Il avait des fébrilités d'amant inquiet sous la fenêtre, guettant l'aimée, redoutant la déception cruelle, et maudissant la lenteur des minutes.
Pour distraire son impatience, il se dirigeait de temps à autre vers l'une des croisées de son cabinet et regardait la foule énorme stationnant dans le Carrousel, les yeux tournés avec avidité vers les Tuileries.
Le peuple, comme lui, avait la fièvre.
Ce 20 mars 1811, l'anxiété planait aussi sur le pays, et les sujets n'étaient pas moins impatients que le souverain de connaître ce que la nature allait accomplir dans la chambre de l'accouchée.
La naissance du fils de l'Empereur semblait pour tout le monde le gage de la paix, le maintien de la puissance française, la garantie de l'avenir.
La majorité raisonnait ainsi. Les dissidents, pareillement, ne cachaient pas l'importance qu'avait à leurs yeux l'événement qui se préparait. Les ennemis de Napoléon, les partisans des princes, ceux qui conspiraient avec les Chouans et préparaient dans l'ombre le retour des Bourbons, espéraient que l'enfant ne naîtrait pas viable. Les mauvaises nouvelles colportées dans la ville les réjouissaient. Si l'enfant venait, par hasard, bien portant, ils souhaitaient, comme consolation, que ce fût une fille. Un mâle déconcerterait leurs calculs qui reposaient tous sur la mort brusque de Napoléon sans héritier, sans successeur possible.
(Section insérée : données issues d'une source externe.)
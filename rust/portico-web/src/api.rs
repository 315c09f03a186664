use leptos::window;
use portico_core::{CoreError, Endpoints, UserProfile};
use serde::{Deserialize, Serialize};
use wasm_bindgen::{JsCast, JsValue};
use wasm_bindgen_futures::JsFuture;
use web_sys::{File, FormData, Headers, Request, RequestInit, RequestMode, Response};

#[derive(Deserialize, Serialize, Debug)]
pub struct MessageResponse {
    pub message: String,
}

fn js_error(value: JsValue) -> CoreError {
    CoreError::Network(
        value
            .as_string()
            .unwrap_or_else(|| format!("{:?}", value)),
    )
}

fn authorized_request(
    method: &str,
    url: &str,
    token: &str,
    body: Option<&JsValue>,
) -> Result<Request, CoreError> {
    let headers = Headers::new().map_err(js_error)?;
    headers
        .set("Authorization", &format!("Bearer {}", token))
        .map_err(js_error)?;

    let opts = RequestInit::new();
    opts.set_method(method);
    opts.set_mode(RequestMode::Cors);
    opts.set_headers(&headers);
    if let Some(body) = body {
        opts.set_body(body);
    }

    Request::new_with_str_and_init(url, &opts).map_err(js_error)
}

async fn send(request: Request) -> Result<Response, CoreError> {
    let value = JsFuture::from(window().fetch_with_request(&request))
        .await
        .map_err(js_error)?;

    value.dyn_into::<Response>().map_err(js_error)
}

async fn read_json<T>(response: &Response) -> Result<T, CoreError>
where
    T: for<'de> Deserialize<'de>,
{
    let json = JsFuture::from(response.json().map_err(js_error)?)
        .await
        .map_err(js_error)?;

    serde_wasm_bindgen::from_value(json)
        .map_err(|error| CoreError::Network(format!("Failed to deserialize JSON: {}", error)))
}

async fn get_json<T>(url: &str, token: &str) -> Result<T, CoreError>
where
    T: for<'de> Deserialize<'de>,
{
    let response = send(authorized_request("GET", url, token, None)?).await?;

    if !response.ok() {
        return Err(CoreError::Network(format!(
            "{} responded with {}",
            url,
            response.status()
        )));
    }

    read_json(&response).await
}

pub async fn fetch_profile(endpoints: &Endpoints, token: &str) -> Result<UserProfile, CoreError> {
    let profile: UserProfile = get_json(&endpoints.profile(), token).await?;
    debug!("Loaded profile for {}", profile.email);
    Ok(profile)
}

pub async fn access_secure(endpoints: &Endpoints, token: &str) -> Result<String, CoreError> {
    let response: MessageResponse = get_json(&endpoints.secure(), token).await?;
    Ok(response.message)
}

/// Sends `file` as the `file` field of a multipart form. A rejection that
/// carries a `{message}` body is reported verbatim.
pub async fn upload_document(endpoints: &Endpoints, token: &str, file: File) -> Result<(), CoreError> {
    let form = FormData::new().map_err(js_error)?;
    form.append_with_blob_and_filename("file", &file, &file.name())
        .map_err(js_error)?;

    let body: &JsValue = form.as_ref();
    let response = send(authorized_request("POST", &endpoints.upload(), token, Some(body))?).await?;

    if response.ok() {
        info!("Uploaded {}", file.name());
        return Ok(());
    }

    match read_json::<MessageResponse>(&response).await {
        Ok(body) => Err(CoreError::UploadRejected(body.message)),
        Err(_) => Err(CoreError::Network(format!(
            "Upload responded with {}",
            response.status()
        ))),
    }
}
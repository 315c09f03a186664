use utoipa::{
    openapi::security::{Http, HttpAuthScheme, SecurityScheme},
    Modify, OpenApi,
};

use crate::{
    routes::{SecureResponse, UploadRequest, UserInfoResponse},
    ErrorResponse, MessageResponse,
};

#[derive(OpenApi)]
#[openapi(
    paths(
        crate::routes::ping,
        crate::routes::github_login,
        crate::routes::github_callback,
        crate::routes::secure_route,
        crate::routes::user_info,
        crate::routes::upload_document,
        crate::routes::serve_document
    ),
    components(
        schemas(ErrorResponse),
        schemas(MessageResponse),
        schemas(SecureResponse),
        schemas(UserInfoResponse),
        schemas(UploadRequest)
    ),
    modifiers(&BearerScheme)
)]
pub struct OpenApiDocs;

/// Registers the `bearer` scheme the authenticated routes refer to.
struct BearerScheme;

impl Modify for BearerScheme {
    fn modify(&self, openapi: &mut utoipa::openapi::OpenApi) {
        if let Some(components) = openapi.components.as_mut() {
            components.add_security_scheme(
                "bearer",
                SecurityScheme::Http(Http::new(HttpAuthScheme::Bearer)),
            );
        }
    }
}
Les Philadelphes, dispersés, emprisonnés ou en exil, à l'approche de la délivrance de l'Impératrice s'étaient concertés. Ceux qui étaient libres avaient tout tenté pour se réunir.
Le 20 mars 1811, nous retrouvons les principaux d'entre eux attablés dans un petit cabaret du Carrousel attenant à l'hôtel de Nantes.
Là, dans un étroit cabinet, le major Marcel, mis en liberté à la suite de la démarche faite par Renée auprès de l'Empereur, causait avec trois personnages différents par l'âge et par les allures, mais ayant un air d'analogie visible: ce caractère professionnel qui permet aux militaires, aux acteurs, aux ecclésiastiques de se reconnaître entre eux, même sous des costumes pouvant dérouter l'observation.
Le premier, le plus jeune, se nommait Alexandre Boutreux. Il avait vingt-huit ans. Natif d'Angers; frère d'un prêtre du séminaire de Beauveau, près Saumur, il était précepteur dans une famille royaliste et en relation avec des amis des princes et des personnages influents de l'émigration.
Le second, rasé et de manières douces, comme Boutreux, mais avec plus d'acuité dans le regard et de réserve dans le sourire, s'appelait l'abbé Lafon. Il avait été condamné à Bordeaux comme chef d'une association de jeunes gens très attachés au pape. L'abbé Lafon était un ardent royaliste. Il avait trente-huit ans.
Le troisième personnage, petit, trapu, le teint bistré, dardait à droite et à gauche des yeux noirs et perçants. Une barbe rude et noire couvrait ses joues et son menton. C'était un moine espagnol nommé Camagno. Une tête d'inquisiteur avec l'âme d'un bandit. Camagno était un clérical violent. Il rêvait de recommencer la Vendée, et sa haine contre Napoléon était surtout motivée par les persécutions dont le pape avait été l'objet.
Ces trois conspirateurs donnaient à Marcel des renseignements sur les efforts que faisaient les Philadelphes pour se reconstituer, à Bordeaux, dans le Poitou et dans les régions de l'Est.